→ TASK TO CARRY OUT: Could you say how many lines in the entries contain the string "static"? Give only that number.
━━ TASK DATA ━━
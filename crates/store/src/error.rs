use common::{PurchaseId, Version};
use thiserror::Error;

/// Errors that can occur when interacting with the store.
#[derive(Debug, Error)]
pub enum StoreError {
    /// The row to update does not exist.
    #[error("{entity} not found: {id}")]
    NotFound { entity: &'static str, id: i64 },

    /// The row was changed by someone else since it was read.
    #[error(
        "Concurrency conflict for {entity} {id}: expected version {expected}, found {actual}"
    )]
    ConcurrencyConflict {
        entity: &'static str,
        id: i64,
        expected: Version,
        actual: Version,
    },

    /// The purchase already has a payment that is not cancelled.
    #[error("Purchase {purchase_id} already has an active payment")]
    DuplicatePayment { purchase_id: PurchaseId },

    /// A database error occurred.
    #[error("Database error: {0}")]
    Database(#[from] sqlx::Error),

    /// A database migration error occurred.
    #[error("Migration error: {0}")]
    Migration(#[from] sqlx::migrate::MigrateError),

    /// A serialization/deserialization error occurred.
    #[error("Serialization error: {0}")]
    Serialization(#[from] serde_json::Error),

    /// A stored row holds a value the domain does not recognise.
    #[error("Corrupt row: {0}")]
    CorruptRow(String),
}

/// Result type for store operations.
pub type Result<T> = std::result::Result<T, StoreError>;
━━━
→ THE COMPLETED TASK: 2